Task item =>
Across the data below, how many lines hold "stage"? Answer with that number and nothing else.

********

pub mod dropbox;
pub mod ftp;
pub mod http;
pub mod sftp;

use std::fs::File;
use std::net::{SocketAddr, ToSocketAddrs};
use std::path::PathBuf;

use chrono::{DateTime, Utc};

use crate::resource::Resource;

pub use dropbox::DropboxBackend;
pub use ftp::FtpBackend;
pub use http::HttpBackend;
pub use sftp::SftpBackend;

/// Everything that can go wrong while refreshing a resource at runtime.
///
/// None of these are fatal: the worker logs them and reschedules the
/// resource with its retry interval.
#[derive(Debug, thiserror::Error)]
pub enum SyncError {
    #[error("I/O error: {0}")]
    Io(#[from] std::io::Error),
    #[error("HTTP request failed: {0}")]
    Http(#[from] reqwest::Error),
    #[error("Connection failed to {url} ({status})")]
    Status { url: String, status: u16 },
    #[error("SSH error: {0}")]
    Ssh(#[from] ssh2::Error),
    #[error("FTP error: {0}")]
    Ftp(#[from] suppaftp::FtpError),
    #[error("Authentication failed for {user}@{host}")]
    Auth { user: String, host: String },
    #[error("Could not resolve {0}")]
    Resolve(String),
    #[error("Dropbox API error: {0}")]
    Dropbox(String),
    #[error("Setting file permissions failed: {0}")]
    Permissions(String),
    #[error("Moving file onto {path:?} failed: {source}")]
    Install {
        path: PathBuf,
        #[source]
        source: std::io::Error,
    },
    #[error("{stage} command failed: {reason}")]
    Hook { stage: &'static str, reason: String },
}

/// Resolve `host:port` to the first usable socket address.
pub(crate) fn resolve(host: &str, port: u16) -> Result<SocketAddr, SyncError> {
    (host, port)
        .to_socket_addrs()?
        .next()
        .ok_or_else(|| SyncError::Resolve(format!("{host}:{port}")))
}

/// What a download strategy learned from the server.
#[derive(Debug, Clone, Copy, PartialEq, Eq)]
pub enum Fetched {
    /// The server affirmatively reported no change; the staging file is unused.
    NotModified,
    /// New content was written to the staging file.
    Modified {
        /// Server modification time to commit once the content is accepted.
        last_modified: Option<DateTime<Utc>>,
    },
}

/// A per-protocol download strategy.
pub trait DownloadBackend {
    /// Write the remote content of `resource` into `staging`.
    fn fetch(&mut self, resource: &Resource, staging: &mut File) -> Result<Fetched, SyncError>;

    /// Whether a persistent session is currently open.
    fn has_session(&self) -> bool {
        false
    }

    /// Tear down any open session.
    fn release(&mut self) {}
}

/// The closed set of supported protocols, dispatched by variant.
pub enum Backend {
    Http(HttpBackend),
    Sftp(SftpBackend),
    Ftp(FtpBackend),
    Dropbox(DropboxBackend),
}

impl DownloadBackend for Backend {
    fn fetch(&mut self, resource: &Resource, staging: &mut File) -> Result<Fetched, SyncError> {
        match self {
            Backend::Http(b) => b.fetch(resource, staging),
            Backend::Sftp(b) => b.fetch(resource, staging),
            Backend::Ftp(b) => b.fetch(resource, staging),
            Backend::Dropbox(b) => b.fetch(resource, staging),
        }
    }

    fn has_session(&self) -> bool {
        match self {
            Backend::Http(b) => b.has_session(),
            Backend::Sftp(b) => b.has_session(),
            Backend::Ftp(b) => b.has_session(),
            Backend::Dropbox(b) => b.has_session(),
        }
    }

    fn release(&mut self) {
        match self {
            Backend::Http(b) => b.release(),
            Backend::Sftp(b) => b.release(),
            Backend::Ftp(b) => b.release(),
            Backend::Dropbox(b) => b.release(),
        }
    }
}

********

Your solution =>
2